When you go to see a doctor, they won't say "How are you?", they'll ask "What can I do for you today?" because they understand distinction between the two questions and that if you really were 'fine' then you wouldn't be there in the first place.

Where did such things originate from? If we happen to find ourselves in the company of some acquaintance or other but don't really have anything to talk about, why do we feel the need to avoid an uncomfortable silence by filling it with casual chit-chat that doesn't really mean anything?
What's wrong with a straightforward "Morning..." and leaving it at that? Why pretend to be interested in someone else's wellbeing when you know there's a 95 percent probability that they'll say "Fine", followed by "And you?" to which your painstakingly researched and thought-provoking response will also be "Fine"?
Unless of course you're American, in which case feel free to substitute the word 'Good'.
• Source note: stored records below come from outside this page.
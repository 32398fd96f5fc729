//! Configuration and Constants Tests
//!
//! Tests to verify configuration values are valid and consistent.
//! Run with: cargo test --test config_tests

use sbd_beacon::config::*;
use sbd_beacon::modem::{ModemSettings, PowerProfile};
use sbd_beacon::protocol::payload::{printable, MoPayload};
use sbd_beacon::types::{Color, Direction, Verbosity};

// =============================================================================
// Timing Tests
// =============================================================================

#[test]
fn retry_and_hold_are_ten_seconds() {
    assert_eq!(RETRY_DELAY_MS, 10_000);
    assert_eq!(SUCCESS_HOLD_MS, 10_000);
}

#[test]
fn blink_is_visible() {
    // Slower than flicker fusion, faster than a session
    assert!(WAIT_BLINK_MS >= 100);
    assert!(WAIT_BLINK_MS <= 1_000);
}

#[test]
fn retry_slices_divide_delay() {
    assert_eq!(RETRY_DELAY_MS % RETRY_SLICE_MS, 0);
    assert!(RETRY_SLICE_MS < WAIT_BLINK_MS);
}

#[test]
fn polling_faster_than_settle() {
    assert!(POLL_INTERVAL_MS < BUTTON_SETTLE_MS);
}

// =============================================================================
// Buffer Size Tests
// =============================================================================

#[test]
fn mo_buffer_holds_length_byte() {
    assert_eq!(MO_BUFFER_SIZE, MAX_MESSAGE_LEN + 1);
    // Length must fit in the prefix byte
    assert!(MAX_MESSAGE_LEN <= usize::from(u8::MAX));
}

#[test]
fn mt_buffer_matches_modem_limit() {
    assert_eq!(MT_BUFFER_SIZE, 270);
}

#[test]
fn line_buffer_fits_status_record() {
    let longest = "+SBDIX: 32, 65535, 2, 65535, 270, 50";
    assert!(longest.len() <= LINE_BUFFER_SIZE);
}

#[test]
fn button_messages_fit_payload() {
    assert!(ALERT_MESSAGE.len() <= MAX_MESSAGE_LEN);
    assert!(SOS_MESSAGE.len() <= MAX_MESSAGE_LEN);
    assert_ne!(ALERT_MESSAGE, SOS_MESSAGE);
}

// =============================================================================
// Modem Settings Tests
// =============================================================================

#[test]
fn default_settings_profile() {
    let settings = ModemSettings::default();
    assert_eq!(settings, default_modem_settings());
    assert_eq!(settings.power_profile, PowerProfile::Default);
    assert_eq!(settings.at_timeout_secs, 10);
    assert_eq!(settings.send_receive_timeout_secs, 120);
    assert_eq!(settings.startup_timeout_secs, 60);
    assert_eq!(settings.session_timeout_secs, 180);
    assert!(settings.msstm_workaround);
    assert!(!settings.ring_alerts);
}

#[test]
fn serial_rates() {
    assert_eq!(MODEM_BAUD, 19_200);
    assert_eq!(CONSOLE_BAUD, 115_200);
}

#[test]
fn pins_are_distinct() {
    let all = [
        pins::BTN_ALERT,
        pins::BTN_SOS,
        pins::LED_RED,
        pins::LED_GREEN,
        pins::LED_BLUE,
        pins::CONSOLE_TX,
        pins::CONSOLE_RX,
        pins::MODEM_TX,
        pins::MODEM_RX,
    ];
    for (i, a) in all.iter().enumerate() {
        for b in &all[i + 1..] {
            assert_ne!(a, b);
        }
    }
}

// =============================================================================
// Verbosity Tests
// =============================================================================

#[test]
#[cfg(not(any(feature = "log-quiet", feature = "log-verbose")))]
fn default_build_is_compact() {
    assert_eq!(VERBOSITY, Verbosity::Compact);
    assert_eq!(Verbosity::default(), Verbosity::Compact);
}

#[test]
fn verbosity_names() {
    assert_eq!(Verbosity::Quiet.to_string(), "quiet");
    assert_eq!(Verbosity::Compact.to_string(), "compact");
    assert_eq!(Verbosity::Verbose.to_string(), "verbose");
}

// =============================================================================
// Shared Type Tests
// =============================================================================

#[test]
fn direction_tags() {
    assert_eq!(Direction::Tx.tag(), "TX");
    assert_eq!(Direction::Rx.tag(), "RX");
}

#[test]
fn only_off_is_dark() {
    assert!(!Color::Off.is_lit());
    assert_eq!(Color::Off.rgb(), (0, 0, 0));
    for color in [Color::Alert, Color::Waiting, Color::Confirm] {
        assert!(color.is_lit());
    }
    assert_eq!(Color::Alert.rgb().0, 255);
    assert_eq!(Color::Confirm.rgb().1, 255);
}

// =============================================================================
// Payload Tests
// =============================================================================

#[test]
fn oversize_text_truncated_to_max() {
    let text: String = (0..MAX_MESSAGE_LEN + 17)
        .map(|i| char::from(b'a' + (i % 26) as u8))
        .collect();
    let payload = MoPayload::from_text(&text);

    assert_eq!(payload.message_len(), MAX_MESSAGE_LEN);
    assert_eq!(payload.as_bytes().len(), MO_BUFFER_SIZE);
    assert_eq!(payload.message(), &text.as_bytes()[..MAX_MESSAGE_LEN]);
}

#[test]
fn printable_replaces_control_bytes() {
    let rendered: String = printable(b"OK\r\n\x00~\x7f").collect();
    assert_eq!(rendered, "OK...~.");
}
In the same way we learn the order of the letters of the alphabet, we learn which prescribed responses are paired with which questions.
When asked "Did you have a good holiday?" you must on no account launch into a diatribe about the pounding bass from the nightclub round the corner from the hotel that went on until 5AM and the puddles of blood and vomit being pressure-washed from the pavement every morning, but instead play according to the rules which state you must simply say "Oh, we had a lovely time, thanks".
In essence, the rule is that if you're asked a generic question where a standard reply is clearly expected, that reply must be a positive one because nobody is really interested in your tale of woe, and if they were, they wouldn't be asking you about it as you pass each other at the lavatory door at work.
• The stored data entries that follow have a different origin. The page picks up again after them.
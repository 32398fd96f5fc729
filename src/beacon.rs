//! Button-Triggered Send/Retry Driver
//!
//! Owns every piece of mutable state in the firmware and runs the control
//! loop:
//!
//! 1. poll both buttons; on a press edge frame the button's message,
//! 2. set the indicator to Waiting and hand the payload to the modem, which
//!    blocks for the whole SBD exchange while calling back into
//!    [`CoreState`] for blink ticks and transcript lines,
//! 3. on success show green; on failure show red, wait the retry delay and
//!    go back to 2. There is no attempt limit and no backoff.
//!
//! Only configuration errors (no modem, no sleep pin) stop the loop; the
//! beacon then holds red forever.

use core::fmt::{self, Write};
use core::ops::ControlFlow;

use embedded_hal::delay::DelayNs;
use embedded_hal::digital::InputPin;

use crate::config::{MT_BUFFER_SIZE, POLL_INTERVAL_MS, RETRY_DELAY_MS, RETRY_SLICE_MS};
use crate::modem::{Modem, ModemSettings, SbdError, SessionHooks};
use crate::protocol::payload::{printable, MoPayload};
use crate::protocol::status::SessionResult;
use crate::protocol::transcript::Transcript;
use crate::time::{elapsed_ms, Clock};
use crate::types::{Direction, Verbosity};
use crate::ui::button::Buttons;
use crate::ui::indicator::{Indicator, IndicatorMode, Pixel};

/// Banner printed at startup
pub const BANNER: &str = "SBD beacon (WAIT=blink yellow, FAIL=red, SUCCESS=green)";

/// Prompt printed once the modem is up
pub const PROMPT: &str = "Press ALERT or SOS to send.";

/// State shared with the modem's callbacks
///
/// This is what the modem driver sees while it blocks: the indicator (for
/// blink ticks), the transcript classifier and the console it writes to.
pub struct CoreState<P, C, W> {
    indicator: Indicator<P>,
    transcript: Transcript,
    clock: C,
    console: W,
}

impl<P: Pixel, C: Clock, W: Write> CoreState<P, C, W> {
    /// Bundle the shared state
    #[must_use]
    pub const fn new(indicator: Indicator<P>, transcript: Transcript, clock: C, console: W) -> Self {
        Self {
            indicator,
            transcript,
            clock,
            console,
        }
    }

    /// Indicator controller
    #[must_use]
    pub const fn indicator(&self) -> &Indicator<P> {
        &self.indicator
    }

    /// Transcript classifier
    #[must_use]
    pub const fn transcript(&self) -> &Transcript {
        &self.transcript
    }

    /// Console sink
    #[must_use]
    pub const fn console(&self) -> &W {
        &self.console
    }

    /// Current time from the injected clock
    #[must_use]
    pub fn now_ms(&self) -> u32 {
        self.clock.now_ms()
    }

    fn set_mode(&mut self, mode: IndicatorMode) {
        let now = self.clock.now_ms();
        self.indicator.set_mode(mode, now);
    }

    fn line(&mut self, args: fmt::Arguments<'_>) {
        let _ = self.console.write_fmt(args);
        let _ = self.console.write_char('\n');
    }
}

impl<P: Pixel, C: Clock, W: Write> SessionHooks for CoreState<P, C, W> {
    fn progress(&mut self) -> ControlFlow<()> {
        let now = self.clock.now_ms();
        self.indicator.tick(now);
        // Cancellation is never requested
        ControlFlow::Continue(())
    }

    fn console_line(&mut self, direction: Direction, line: &str) {
        self.transcript.console_line(direction, line, &mut self.console);
    }

    fn diagnostic_line(&mut self, line: &str) {
        self.transcript.diagnostic_line(line, &mut self.console);
    }
}

/// Outcome of a delivered message
#[derive(Clone, Copy, Debug, PartialEq, Eq)]
#[cfg_attr(feature = "embedded", derive(defmt::Format))]
pub struct SendReport {
    /// Attempts taken, including the successful one
    pub attempts: u32,
    /// MT bytes received with the final session
    pub inbound_len: usize,
    /// Status record of the final session, if the modem reported one
    pub session: SessionResult,
}

/// The beacon: modem, delay provider and shared core state
pub struct Beacon<M, D, P, C, W> {
    modem: M,
    delay: D,
    core: CoreState<P, C, W>,
    settings: ModemSettings,
    retry_delay_ms: u32,
    attempts: u32,
    fatal: Option<SbdError>,
}

impl<M, D, P, C, W> Beacon<M, D, P, C, W>
where
    M: Modem,
    D: DelayNs,
    P: Pixel,
    C: Clock,
    W: Write,
{
    /// Assemble a beacon with the build-time verbosity and default timing
    #[must_use]
    pub fn new(modem: M, pixel: P, clock: C, delay: D, console: W) -> Self {
        Self {
            modem,
            delay,
            core: CoreState::new(Indicator::new(pixel), Transcript::default(), clock, console),
            settings: ModemSettings::default(),
            retry_delay_ms: RETRY_DELAY_MS,
            attempts: 0,
            fatal: None,
        }
    }

    /// Replace the transcript verbosity
    #[must_use]
    pub fn with_verbosity(mut self, verbosity: Verbosity) -> Self {
        self.core.transcript = Transcript::new(verbosity);
        self
    }

    /// Replace the indicator (e.g. with custom timing)
    #[must_use]
    pub fn with_indicator(mut self, indicator: Indicator<P>) -> Self {
        self.core.indicator = indicator;
        self
    }

    /// Replace the modem settings applied by [`start`](Self::start)
    #[must_use]
    pub fn with_settings(mut self, settings: ModemSettings) -> Self {
        self.settings = settings;
        self
    }

    /// Replace the delay between failed attempts
    #[must_use]
    pub fn with_retry_delay(mut self, retry_delay_ms: u32) -> Self {
        self.retry_delay_ms = retry_delay_ms;
        self
    }

    /// Shared core state
    #[must_use]
    pub const fn core(&self) -> &CoreState<P, C, W> {
        &self.core
    }

    /// Indicator controller
    #[must_use]
    pub const fn indicator(&self) -> &Indicator<P> {
        &self.core.indicator
    }

    /// Transcript classifier
    #[must_use]
    pub const fn transcript(&self) -> &Transcript {
        &self.core.transcript
    }

    /// Console sink
    #[must_use]
    pub const fn console(&self) -> &W {
        &self.core.console
    }

    /// Modem driver
    #[must_use]
    pub const fn modem(&self) -> &M {
        &self.modem
    }

    /// Attempts made by the current (or last) send
    #[must_use]
    pub const fn attempts(&self) -> u32 {
        self.attempts
    }

    /// Configuration error that stopped the beacon, if any
    #[must_use]
    pub const fn fatal(&self) -> Option<SbdError> {
        self.fatal
    }

    /// Bring up the modem and print its identity
    ///
    /// # Errors
    ///
    /// Any `begin` failure is returned as fatal; the indicator is left red.
    pub fn start(&mut self) -> Result<(), SbdError> {
        self.core.line(format_args!("{BANNER}"));
        self.core.set_mode(IndicatorMode::Idle);

        if let Err(err) = self.modem.begin(&mut self.core) {
            error!("modem begin failed: {}", err.code());
            self.core.line(format_args!("modem begin failed, err={}", err.code()));
            self.core.line(format_args!("{err}"));
            return Err(self.stop(err));
        }
        info!("modem up");

        self.modem.configure(&self.settings);

        match self.modem.firmware_version(&mut self.core) {
            Ok(version) => self.core.line(format_args!("FW: {version}")),
            Err(err) => warn!("firmware version query failed: {}", err.code()),
        }

        match self.modem.signal_quality(&mut self.core) {
            Ok(csq) => self.core.line(format_args!("Signal quality (0-5): {csq}")),
            Err(err) => warn!("signal quality query failed: {}", err.code()),
        }

        if self.core.transcript.verbosity() == Verbosity::Verbose {
            self.core.transcript.print_legend(&mut self.core.console);
        }

        self.core.line(format_args!("{PROMPT}"));
        self.core.line(format_args!(""));
        Ok(())
    }

    /// One control loop iteration: expire the success hold, then poll buttons
    ///
    /// # Errors
    ///
    /// Returns a fatal modem error raised by a triggered send.
    pub fn service<A, S>(&mut self, buttons: &mut Buttons<A, S>) -> Result<(), SbdError>
    where
        A: InputPin,
        S: InputPin,
    {
        let now = self.core.now_ms();
        self.core.indicator.check_success_hold(now);

        for trigger in buttons.poll(now) {
            info!("button {}", trigger.message());
            self.core
                .line(format_args!("{} button pressed.", trigger.message()));
            self.send_with_retry(trigger.message())?;
        }
        Ok(())
    }

    /// Run the control loop forever
    ///
    /// Halts with the indicator red after a fatal error.
    pub fn run<A, S>(&mut self, buttons: &mut Buttons<A, S>) -> !
    where
        A: InputPin,
        S: InputPin,
    {
        loop {
            if self.service(buttons).is_err() {
                self.halt();
            }
            self.delay.delay_ms(POLL_INTERVAL_MS);
        }
    }

    /// Send `text` until the gateway accepts it
    ///
    /// Text longer than the payload limit is truncated before the first
    /// attempt.
    ///
    /// # Errors
    ///
    /// Only a fatal configuration error ends the loop early.
    pub fn send_with_retry(&mut self, text: &str) -> Result<SendReport, SbdError> {
        let payload = MoPayload::from_text(text);
        self.attempts = 0;

        loop {
            self.attempts += 1;
            debug!("send attempt {}", self.attempts);

            match self.attempt(text, &payload) {
                Ok((inbound_len, session)) => {
                    return Ok(SendReport {
                        attempts: self.attempts,
                        inbound_len,
                        session,
                    });
                }
                Err(err) if err.is_fatal() => {
                    error!("fatal modem error: {}", err.code());
                    return Err(self.stop(err));
                }
                Err(_) => {
                    self.core.line(format_args!("Retrying after delay...\n"));
                    self.hold_retry_delay();
                }
            }
        }
    }

    /// Hold red forever
    pub fn halt(&mut self) -> ! {
        self.core.set_mode(IndicatorMode::Fail);
        loop {
            self.delay.delay_ms(1_000);
        }
    }

    /// One send/receive, with console summary and indicator update
    fn attempt(&mut self, text: &str, payload: &MoPayload) -> Result<(usize, SessionResult), SbdError> {
        let mut inbound = [0u8; MT_BUFFER_SIZE];

        self.core.line(format_args!("Sending \"{text}\"..."));
        self.core.set_mode(IndicatorMode::Waiting);

        let result = self
            .modem
            .send_receive(payload.as_bytes(), &mut inbound, &mut self.core);
        let session = self.core.transcript.take_session();

        match result {
            Ok(len) => {
                let received = &inbound[..len.min(inbound.len())];
                self.core.line(format_args!("Send OK."));
                if received.is_empty() {
                    self.core.line(format_args!("No MT message queued."));
                } else {
                    self.core
                        .line(format_args!("Received {} byte(s):", received.len()));
                    for c in printable(received) {
                        let _ = self.core.console.write_char(c);
                    }
                    self.core.line(format_args!(""));
                }
                self.core.set_mode(IndicatorMode::Success);
                Ok((received.len(), session))
            }
            Err(err) => {
                warn!("send/receive failed: {}", err.code());
                self.core.line(format_args!(
                    "SBD send/receive failed, err={}. Reason: {err}",
                    err.code()
                ));
                self.core.set_mode(IndicatorMode::Fail);
                Err(err)
            }
        }
    }

    /// Wait out the retry delay while keeping the indicator serviced
    fn hold_retry_delay(&mut self) {
        let start = self.core.now_ms();
        self.core.set_mode(IndicatorMode::Fail);

        loop {
            let now = self.core.now_ms();
            if elapsed_ms(now, start) >= self.retry_delay_ms {
                break;
            }
            self.core.indicator.check_success_hold(now);
            self.core.indicator.tick(now);
            self.delay.delay_ms(RETRY_SLICE_MS);
        }
    }

    fn stop(&mut self, err: SbdError) -> SbdError {
        self.fatal = Some(err);
        self.core.set_mode(IndicatorMode::Fail);
        err
    }
}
The good thing about this ritual is that most people do get it. When we take part we're seen as being polite and friendly, passing the time of day with each other and generally being a nice person.
It's like talking without actually saying anything. We might not have much to say, but we've acknowledged each other and fulfilled our civic duty in not being an arse to each other, and we can go about our day knowing that we've done our bit.
If we didn't make use of these little pleasantries, I wonder how much we'd actually end up saying to each other....

Tuesday, 5 December 2017

Any old iron

It used to be very easy to run a car on a shoestring budget.
Back in the late eighties when I first set foot on the motoring treadmill, I owned a truly woeful succession of cars. These were all bought on the sole basis that they were very cheap, and the trouble with very cheap cars is that they frequently need fixing.
This was in the days when you'd open the bonnet and see a nice simple engine with plenty of access space around everything, compared to today's cars where you find a big plastic cover under which it looks as if everything has been vacuum-packed in order to fit the greatest quantity of assorted automotive jumble into the smallest possible space.
As a result you now have to dismantle half the car to reach ordinary service components while plugging it in to a phenomenally expensive computer to interrogate its brain.
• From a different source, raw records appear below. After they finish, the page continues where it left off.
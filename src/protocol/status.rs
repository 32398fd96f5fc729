//! `+SBDIX` Session Status Record
//!
//! After every SBD session the modem answers with
//!
//! ```text
//! +SBDIX: <MO status>, <MOMSN>, <MT status>, <MTMSN>, <MT length>, <MT queued>
//! ```
//!
//! This module parses that line and decodes the two status codes.

use core::fmt::{self, Write};

/// Prefix of the session status record
pub const SBDIX_PREFIX: &str = "+SBDIX:";

/// Number of integer fields in the record
pub const SBDIX_FIELDS: usize = 6;

/// Field legend printed once for operators
pub const LEGEND: &[&str] = &[
    "SBDIX fields:",
    "  MO         = Mobile Originated (outbound) status code",
    "  MOMSN      = Mobile Originated Message Sequence Number (increments with each send)",
    "  MT         = Mobile Terminated (inbound) status code",
    "  MTMSN      = Mobile Terminated Message Sequence Number",
    "  MT-length  = length in bytes of the received MT message",
    "  MTQ        = MT messages still queued at the gateway",
];

/// Latest parsed session status
///
/// When `seen` is false the numeric fields are stale and are never
/// rendered.
#[derive(Clone, Copy, Debug, PartialEq, Eq)]
#[cfg_attr(feature = "embedded", derive(defmt::Format))]
pub struct SessionResult {
    /// MO (outbound) status code
    pub mo_status: i32,
    /// MO message sequence number
    pub mo_msn: i32,
    /// MT (inbound) status code
    pub mt_status: i32,
    /// MT message sequence number
    pub mt_msn: i32,
    /// MT message length in bytes
    pub mt_length: i32,
    /// MT messages still queued at the gateway
    pub mt_queued: i32,
    /// A record has been parsed since the last clear
    pub seen: bool,
}

impl SessionResult {
    /// Nothing parsed yet
    pub const UNSEEN: Self = Self {
        mo_status: -1,
        mo_msn: -1,
        mt_status: -1,
        mt_msn: -1,
        mt_length: -1,
        mt_queued: -1,
        seen: false,
    };

    /// Build a seen record from its six fields, in wire order
    #[must_use]
    pub const fn from_fields(fields: [i32; SBDIX_FIELDS]) -> Self {
        Self {
            mo_status: fields[0],
            mo_msn: fields[1],
            mt_status: fields[2],
            mt_msn: fields[3],
            mt_length: fields[4],
            mt_queued: fields[5],
            seen: true,
        }
    }

    /// The six fields in wire order
    #[must_use]
    pub const fn fields(&self) -> [i32; SBDIX_FIELDS] {
        [
            self.mo_status,
            self.mo_msn,
            self.mt_status,
            self.mt_msn,
            self.mt_length,
            self.mt_queued,
        ]
    }

    /// Take the current value and leave `UNSEEN` behind
    pub fn take(&mut self) -> Self {
        core::mem::replace(self, Self::UNSEEN)
    }

    /// Forget the current record
    pub fn clear(&mut self) {
        *self = Self::UNSEEN;
    }

    /// One-line summary: codes with reasons, sequence numbers, length, queue
    ///
    /// Writes nothing when no record has been seen.
    ///
    /// # Errors
    ///
    /// Propagates sink errors.
    pub fn write_compact<W: Write + ?Sized>(&self, out: &mut W) -> fmt::Result {
        if !self.seen {
            return Ok(());
        }
        writeln!(
            out,
            "SBDIX: MO={} ({}), MOMSN={}, MT={} ({}), MTMSN={}, MT-length={}, MTQ={}",
            self.mo_status,
            mo_status_reason(self.mo_status),
            self.mo_msn,
            self.mt_status,
            mt_status_reason(self.mt_status),
            self.mt_msn,
            self.mt_length,
            self.mt_queued,
        )
    }

    /// Long-form summary with spelled-out field names
    ///
    /// # Errors
    ///
    /// Propagates sink errors.
    pub fn write_verbose<W: Write + ?Sized>(&self, out: &mut W) -> fmt::Result {
        if !self.seen {
            return Ok(());
        }
        writeln!(
            out,
            "SBDIX -> MO-status={} [{}], MOMSN={}, MT-status={} [{}], MTMSN={}, MT-length={}, MT-queued={}",
            self.mo_status,
            mo_status_reason(self.mo_status),
            self.mo_msn,
            self.mt_status,
            mt_status_reason(self.mt_status),
            self.mt_msn,
            self.mt_length,
            self.mt_queued,
        )
    }
}

impl Default for SessionResult {
    fn default() -> Self {
        Self::UNSEEN
    }
}

/// Parse a `+SBDIX:` line
///
/// Returns `None` for any other line, and for a record that does not hold
/// exactly six integers. A `None` is the common case and not an error.
#[must_use]
pub fn parse_sbdix(line: &str) -> Option<SessionResult> {
    let rest = line.strip_prefix(SBDIX_PREFIX)?;

    let mut fields = [0i32; SBDIX_FIELDS];
    let mut parts = rest.split(',');
    for slot in &mut fields {
        *slot = parts.next()?.trim().parse().ok()?;
    }
    if parts.next().is_some() {
        return None;
    }

    Some(SessionResult::from_fields(fields))
}

/// Human-readable MO status
#[must_use]
pub const fn mo_status_reason(code: i32) -> &'static str {
    match code {
        0 => "success",
        1 => "success, MT pending",
        2 => "cancelled",
        3 => "RF link lost",
        4 => "retry limit reached",
        5 => "message too large",
        6 => "protocol error",
        7 => "IMEI blocked",
        8 => "ring queue full",
        10 => "SBD option not subscribed",
        12 => "invalid input",
        13 => "radio disabled",
        14 => "ISU busy",
        16 => "network failure",
        32 => "no network service",
        _ => "unknown",
    }
}

/// Human-readable MT status
#[must_use]
pub const fn mt_status_reason(code: i32) -> &'static str {
    match code {
        0 => "no message",
        1 => "message received",
        2 => "error during retrieval",
        _ => "unknown",
    }
}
DIY car mechanics is definitely on the wane, which as an engineer I consider to be a great shame because fixing your car was always a good way of bonding with it. A bit like the difference between a casual acquaintance with whom you share polite but inane chit-chat about the weather, and someone you share a deep and personal relationship with.
This was handy back in the day, because the cars I had did need regular attention.
I owned the tools anyway, my labour was free and parts were thankfully inexpensive, so many weekends were spent changing head gaskets, grinding in valves, stripping and cleaning carburettors, replacing wheel bearings and so on, just to keep some rusty piece of crap safe and functional so I could get to work during the week and explore the country roads with typical youthful exuberance at the weekend.
Main dealers weren't too bad for parts, there were lots of motor factors around selling pattern parts for around half the price of genuine ones, and if things were really tight then it would mean a visit to the breakers yard.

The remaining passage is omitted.